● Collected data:
================

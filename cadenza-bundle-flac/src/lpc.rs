// Cadenza
// Copyright (c) 2019-2024 The Project Cadenza Developers.
//
// This Source Code Form is subject to the terms of the Mozilla Public
// License, v. 2.0. If a copy of the MPL was not distributed with this
// file, You can obtain one at https://mozilla.org/MPL/2.0/.

//! Linear predictive coding.
//!
//! Analysis runs on windowed samples in floating point: autocorrelation, then the Levinson-Durbin
//! recursion yields a set of predictor coefficients for every order. Coefficients are then
//! quantized to integers with a common shift, and prediction itself is exact integer arithmetic.

/// The largest linear predictor order.
pub const MAX_LPC_ORDER: u32 = 32;

/// The smallest usable quantized coefficient precision when searching precisions.
pub const MIN_QLP_COEFF_PRECISION: u32 = 5;

/// The largest quantized coefficient precision. A coded precision of 16 is reserved.
pub const MAX_QLP_COEFF_PRECISION: u32 = 15;

/// The largest quantized coefficient shift.
const MAX_QLP_SHIFT: i32 = 15;

/// The smallest quantized coefficient shift representable in the 5-bit signed shift field.
const MIN_QLP_SHIFT: i32 = -16;

/// An error quantizing predictor coefficients.
#[derive(Copy, Clone, Debug, PartialEq, Eq)]
pub enum QuantizeError {
    /// All coefficients are 0.
    ZeroCoefficients,
    /// The coefficients are too large to represent at the requested precision.
    CoefficientOverflow,
}

/// Computes the autocorrelation of `data` for lags `0..autoc.len()`.
pub fn compute_autocorrelation(data: &[f64], autoc: &mut [f64]) {
    for (lag, value) in autoc.iter_mut().enumerate() {
        *value = if lag < data.len() {
            data[lag..].iter().zip(data).map(|(a, b)| a * b).sum()
        }
        else {
            0.0
        };
    }
}

/// Predictor coefficients of every order up-to some maximum.
pub struct LpCoefficients {
    /// `coeffs[i]` holds the `i + 1` coefficients of the order `i + 1` predictor.
    pub coeffs: Vec<Vec<f64>>,
    /// `errors[i]` holds the prediction error of the order `i + 1` predictor.
    pub errors: Vec<f64>,
}

impl LpCoefficients {
    /// The largest order for which coefficients were computed.
    pub fn max_order(&self) -> u32 {
        self.coeffs.len() as u32
    }
}

/// Computes predictor coefficients for orders `1..=max_order` from the autocorrelation `autoc`
/// using the Levinson-Durbin recursion. `autoc` must contain at least `max_order + 1` lags.
///
/// The recursion stops early if the prediction error reaches zero or is not finite, therefore
/// fewer than `max_order` orders may be returned. No coefficients are returned if `autoc[0]` is 0.
pub fn compute_lp_coefficients(autoc: &[f64], max_order: u32) -> LpCoefficients {
    debug_assert!(autoc.len() > max_order as usize);

    let mut result = LpCoefficients { coeffs: Vec::new(), errors: Vec::new() };

    // A zero energy signal cannot be predicted.
    if autoc[0].is_nan() || autoc[0] <= 0.0 {
        return result;
    }

    let max_order = max_order as usize;

    let mut lpc = vec![0.0f64; max_order];
    let mut err = autoc[0];

    for i in 0..max_order {
        // Sum up this iteration's reflection coefficient.
        let mut r = -autoc[i + 1];

        for j in 0..i {
            r -= lpc[j] * autoc[i - j];
        }

        r /= err;

        // Update the LPC coefficients and the total error.
        lpc[i] = r;

        let mut j = 0;

        while j < (i >> 1) {
            let tmp = lpc[j];
            lpc[j] += r * lpc[i - 1 - j];
            lpc[i - 1 - j] += r * tmp;
            j += 1;
        }

        if i & 1 == 1 {
            lpc[j] += lpc[j] * r;
        }

        err *= 1.0 - r * r;

        if !err.is_finite() {
            break;
        }

        result.coeffs.push(lpc[..=i].iter().map(|c| -c).collect());
        result.errors.push(err);

        // A perfect predictor was found.
        if err == 0.0 {
            break;
        }
    }

    result
}

/// Quantizes the predictor coefficients `lp` into `qlp` using at most `precision` bits per
/// coefficient, including the sign bit. Returns the shift that must be applied to predictions
/// made with the quantized coefficients.
///
/// Rounding error is carried from one coefficient into the next.
pub fn quantize_coefficients(
    lp: &[f64],
    precision: u32,
    qlp: &mut [i32],
) -> Result<u32, QuantizeError> {
    debug_assert!(precision > 1 && precision <= MAX_QLP_COEFF_PRECISION);
    debug_assert_eq!(lp.len(), qlp.len());

    // Drop one bit for the sign.
    let precision = precision - 1;

    let qmax = (1i32 << precision) - 1;
    let qmin = -(1i32 << precision);

    let cmax = lp.iter().fold(0.0f64, |max, c| max.max(c.abs()));

    if cmax.is_nan() || cmax <= 0.0 {
        return Err(QuantizeError::ZeroCoefficients);
    }

    // The binary exponent of the largest coefficient, floor(log2(cmax)).
    let log2cmax = ((cmax.to_bits() >> 52) & 0x7ff) as i32 - 1023;

    let shift = (precision as i32 - log2cmax - 1).min(MAX_QLP_SHIFT);

    if shift < MIN_QLP_SHIFT {
        return Err(QuantizeError::CoefficientOverflow);
    }

    // A negative shift cannot be coded, so the coefficients are scaled down instead.
    let scale = if shift >= 0 { f64::from(1u32 << shift) } else { 1.0 / f64::from(1u32 << -shift) };

    let mut error = 0.0;

    for (q, &c) in qlp.iter_mut().zip(lp) {
        error += c * scale;

        let rounded = (error.round() as i32).clamp(qmin, qmax);

        error -= f64::from(rounded);
        *q = rounded;
    }

    Ok(shift.max(0) as u32)
}

/// Gets the prediction of a predictor with quantized coefficients `qlp` for the sample following
/// `history`. `qlp[0]` applies to the last sample of `history`.
#[inline(always)]
fn predict(qlp: &[i32], shift: u32, history: &[i64]) -> i64 {
    let sum = qlp
        .iter()
        .zip(history.iter().rev())
        .fold(0i64, |sum, (&c, &s)| sum.wrapping_add(i64::from(c).wrapping_mul(s)));

    sum >> shift
}

/// Computes the residual of `samples` for the quantized predictor `qlp`. Returns `None` if any
/// residual does not fit in a 32-bit signed integer.
pub fn lpc_residual(samples: &[i64], qlp: &[i32], shift: u32) -> Option<Vec<i32>> {
    let order = qlp.len();

    let mut residuals = Vec::with_capacity(samples.len().saturating_sub(order));

    for i in order..samples.len() {
        let residual = samples[i].wrapping_sub(predict(qlp, shift, &samples[i - order..i]));
        residuals.push(i32::try_from(residual).ok()?);
    }

    Some(residuals)
}

/// Restores the samples of `buf` in-place using the predictor with coefficients `qlp`. The first
/// `qlp.len()` samples of `buf` are warm-up samples, and the remainder are residuals.
///
/// Coefficients are in coding order, `qlp[0]` applies to the previous sample.
pub fn lpc_predict_dispatch(qlp: &[i32], shift: u32, buf: &mut [i64]) {
    let order = qlp.len();

    debug_assert!(order > 0 && order <= MAX_LPC_ORDER as usize);

    // Store the coefficients in reverse order such that the first coefficient is at index 31.
    let mut coeffs = [0i32; 32];

    for (c, &q) in coeffs.iter_mut().rev().zip(qlp) {
        *c = q;
    }

    // Helper function to dispatch to a predictor with a maximum order of N.
    #[inline(always)]
    fn lpc<const N: usize>(order: usize, coeffs: &[i32; 32], shift: u32, buf: &mut [i64]) {
        // The slice is exactly N long, so the conversion cannot fail.
        if let Ok(coeffs_n) = (&coeffs[32 - N..32]).try_into() {
            lpc_predict::<N>(order, coeffs_n, shift, buf);
        }
    }

    // Pick the best length linear predictor to use based on the order. Most FLAC streams use
    // the subset format and have an order <= 12. Therefore, for orders <= 12, dispatch to
    // predictors that roughly match the order. If a predictor is too long for a given order,
    // then there will be wasted computations. On the other hand, it is not worth the code bloat
    // to specialize for every order <= 12.
    match order {
        0..=4 => lpc::<4>(order, &coeffs, shift, buf),
        5..=6 => lpc::<6>(order, &coeffs, shift, buf),
        7..=8 => lpc::<8>(order, &coeffs, shift, buf),
        9..=10 => lpc::<10>(order, &coeffs, shift, buf),
        11..=12 => lpc::<12>(order, &coeffs, shift, buf),
        _ => lpc::<32>(order, &coeffs, shift, buf),
    };
}

/// Generalized Linear Predictive Coding (LPC) decoder. The exact number of coefficients given is
/// specified by `order`. Coefficients must be stored in reverse order in `coeffs` with the first
/// coefficient at index N-1. Coefficients at indices less than N - `order` must be 0.
/// It is expected that the first `order` samples in `buf` are warm-up samples.
fn lpc_predict<const N: usize>(order: usize, coeffs: &[i32; N], coeff_shift: u32, buf: &mut [i64]) {
    // Order must be less than or equal to the number of coefficients.
    debug_assert!(order <= coeffs.len());

    // Order must be less than to equal to the number of samples the buffer can hold.
    debug_assert!(order <= buf.len());

    // The main, efficient, predictor loop needs N previous samples to run. Since order <= N,
    // calculate enough samples to reach N.
    let n_prefill = N.min(buf.len()) - order;

    for i in order..order + n_prefill {
        let predicted = coeffs[N - order..N]
            .iter()
            .zip(&buf[i - order..i])
            .fold(0i64, |sum, (&c, &s)| sum.wrapping_add(i64::from(c).wrapping_mul(s)));

        buf[i] = buf[i].wrapping_add(predicted >> coeff_shift);
    }

    // If the pre-fill operation filled the entire sample buffer, return immediately.
    if buf.len() <= N {
        return;
    }

    // Main predictor loop. Calculate each sample by applying what is essentially an IIR filter.
    for i in N..buf.len() {
        let predicted = coeffs
            .iter()
            .zip(&buf[i - N..i])
            .fold(0i64, |sum, (&c, &s)| sum.wrapping_add(i64::from(c).wrapping_mul(s)));

        buf[i] = buf[i].wrapping_add(predicted >> coeff_shift);
    }
}

/// Gets the expected number of bits per residual sample for a predictor with prediction error
/// `lpc_error` over `n_samples` samples.
pub fn expected_bits_per_residual_sample(lpc_error: f64, n_samples: usize) -> f64 {
    if lpc_error > 0.0 {
        let bps = 0.5 * (0.5 / n_samples as f64 * lpc_error).log2();
        bps.max(0.0)
    }
    else if lpc_error < 0.0 {
        // Error should not be negative but can happen due to inadequate floating-point resolution.
        1e32
    }
    else {
        0.0
    }
}

/// Estimates the best predictor order given the prediction error of each order. Every order costs
/// `overhead_bits_per_order` bits in addition to its expected residual bits.
pub fn compute_best_order(errors: &[f64], n_samples: usize, overhead_bits_per_order: u32) -> u32 {
    let mut best_order = 1;
    let mut best_bits = f64::MAX;

    for (i, &error) in errors.iter().enumerate() {
        let order = i + 1;

        let bits = expected_bits_per_residual_sample(error, n_samples)
            * n_samples.saturating_sub(order) as f64
            + (order as f64) * f64::from(overhead_bits_per_order);

        if bits < best_bits {
            best_bits = bits;
            best_order = order as u32;
        }
    }

    best_order
}

/// Gets the quantized coefficient precision to use when none is configured.
pub fn auto_qlp_coeff_precision(bits_per_sample: u32, block_len: usize) -> u32 {
    if bits_per_sample < 16 {
        (2 + bits_per_sample / 2).max(MIN_QLP_COEFF_PRECISION)
    }
    else if bits_per_sample == 16 {
        match block_len {
            0..=192 => 7,
            193..=384 => 8,
            385..=576 => 9,
            577..=1152 => 10,
            1153..=2304 => 11,
            2305..=4608 => 12,
            _ => 13,
        }
    }
    else {
        match block_len {
            0..=384 => 13,
            385..=1152 => 14,
            _ => 15,
        }
    }
}

#[cfg(test)]
mod tests {
    use super::*;

    #[test]
    fn verify_autocorrelation() {
        let mut autoc = [0.0; 4];
        compute_autocorrelation(&[1.0, 2.0, 3.0], &mut autoc);
        assert_eq!(autoc, [14.0, 8.0, 3.0, 0.0]);
    }

    #[test]
    fn verify_levinson_durbin_first_order() {
        // For a first order predictor, the coefficient is autoc[1] / autoc[0].
        let lp = compute_lp_coefficients(&[4.0, 2.0, 1.0], 2);

        assert_eq!(lp.max_order(), 2);
        assert!((lp.coeffs[0][0] - 0.5).abs() < 1e-12);
        assert!((lp.errors[0] - 3.0).abs() < 1e-12);

        // An exponentially decaying autocorrelation is perfectly modelled by the first order, so
        // the second order coefficient vanishes.
        assert!((lp.coeffs[1][0] - 0.5).abs() < 1e-12);
        assert!(lp.coeffs[1][1].abs() < 1e-12);
    }

    #[test]
    fn verify_levinson_durbin_silence() {
        let lp = compute_lp_coefficients(&[0.0; 9], 8);
        assert_eq!(lp.max_order(), 0);
    }

    #[test]
    fn verify_quantize_coefficients() {
        let mut qlp = [0; 2];

        // The largest coefficient, 1.5, has a binary exponent of 0. With 8 bits of precision
        // (7 bits of magnitude) the shift is 7 - 0 - 1 = 6.
        let shift = quantize_coefficients(&[1.5, -0.75], 8, &mut qlp).unwrap();
        assert_eq!(shift, 6);
        assert_eq!(qlp, [96, -48]);

        assert_eq!(
            quantize_coefficients(&[0.0, 0.0], 8, &mut qlp),
            Err(QuantizeError::ZeroCoefficients)
        );

        // Enormous coefficients require a shift below the minimum.
        assert_eq!(
            quantize_coefficients(&[1e9, 0.0], 5, &mut qlp),
            Err(QuantizeError::CoefficientOverflow)
        );

        // Large coefficients are scaled down, and the shift becomes 0.
        let shift = quantize_coefficients(&[1000.0, 0.0], 8, &mut qlp).unwrap();
        assert_eq!(shift, 0);
        assert_eq!(qlp, [125, 0]);
    }

    #[test]
    fn verify_lpc_predict_restores_residual() {
        let samples: Vec<i64> =
            (0..300).map(|i| ((i as f64 * 0.05).sin() * 20000.0) as i64 + (i % 3)).collect();

        for order in [1usize, 2, 5, 8, 12, 17, 32] {
            let qlp: Vec<i32> =
                (0..order).map(|j| if j == 0 { 900 } else { -(j as i32) * 7 }).collect();

            let residuals = lpc_residual(&samples, &qlp, 9).unwrap();

            let mut buf = samples[..order].to_vec();
            buf.extend(residuals.iter().map(|&r| i64::from(r)));

            lpc_predict_dispatch(&qlp, 9, &mut buf);
            assert_eq!(buf, samples);
        }
    }

    #[test]
    fn verify_compute_best_order() {
        // The error stops improving after the second order.
        let errors = [1e9, 1e6, 9.99e5, 9.98e5];
        assert_eq!(compute_best_order(&errors, 4096, 16 + 12), 2);

        assert_eq!(expected_bits_per_residual_sample(0.0, 4096), 0.0);
        assert_eq!(expected_bits_per_residual_sample(-1.0, 4096), 1e32);
    }

    #[test]
    fn verify_auto_qlp_coeff_precision() {
        assert_eq!(auto_qlp_coeff_precision(8, 4096), 6);
        assert_eq!(auto_qlp_coeff_precision(4, 4096), 5);
        assert_eq!(auto_qlp_coeff_precision(16, 192), 7);
        assert_eq!(auto_qlp_coeff_precision(16, 4096), 12);
        assert_eq!(auto_qlp_coeff_precision(16, 8192), 13);
        assert_eq!(auto_qlp_coeff_precision(24, 4096), 15);
        assert_eq!(auto_qlp_coeff_precision(24, 1152), 14);
    }
}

================

● Exercise goal:
Total lines holding "down" in the records: report this figure alone.

● Exercise answer:
2